§ What you should do: Report how many lines below contain the word "usize", giving the number and no other words.

Start of Data extract

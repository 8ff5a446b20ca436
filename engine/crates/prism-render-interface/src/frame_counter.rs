use crate::pipeline_settings::FrameLabel;

pub struct FrameCounter {
    /// 当前的帧序号，一直累加
    frame_id: u64,
}
// new & init
impl FrameCounter {
    pub fn new(init_frame_id: u64) -> Self {
        Self { frame_id: init_frame_id }
    }
}
impl Default for FrameCounter {
    fn default() -> Self {
        Self::new(1)
    }
}
// update
impl FrameCounter {
    #[inline]
    pub fn next_frame(&mut self) {
        self.frame_id = self.frame_id.wrapping_add(1);
    }
}
// getters
impl FrameCounter {
    const FIF_COUNT: usize = 3;
    #[inline]
    pub fn frame_id(&self) -> u64 {
        self.frame_id
    }
    #[inline]
    pub const fn fif_count() -> usize {
        Self::FIF_COUNT
    }
    #[inline]
    pub const fn frame_labels() -> [FrameLabel; Self::FIF_COUNT] {
        [FrameLabel::A, FrameLabel::B, FrameLabel::C]
    }
    #[inline]
    pub fn frame_label(&self) -> FrameLabel {
        FrameLabel::from_usize(self.frame_id as usize % Self::fif_count())
    }
    #[inline]
    pub fn frame_name(&self) -> String {
        format!("[F{}{}]", self.frame_id, self.frame_label())
    }

    /// 在 `retired_frame_id` 提交的工作是否已经确定执行完毕
    #[inline]
    pub fn is_frame_complete(retired_frame_id: u64, current_frame_id: u64) -> bool {
        retired_frame_id + Self::FIF_COUNT as u64 <= current_frame_id
    }
}

#[cfg(test)]
mod tests {
    use super::*;

    #[test]
    fn test_frame_label_cycles() {
        let mut counter = FrameCounter::new(0);
        let mut labels = Vec::new();
        for _ in 0..4 {
            labels.push(*counter.frame_label());
            counter.next_frame();
        }
        assert_eq!(labels, vec![0, 1, 2, 0]);
        assert_eq!(counter.frame_name(), "[F4B]");
    }

    #[test]
    fn test_frame_complete() {
        assert!(!FrameCounter::is_frame_complete(5, 7));
        assert!(FrameCounter::is_frame_complete(5, 8));
    }
}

End of Data extract

§ Task result: 3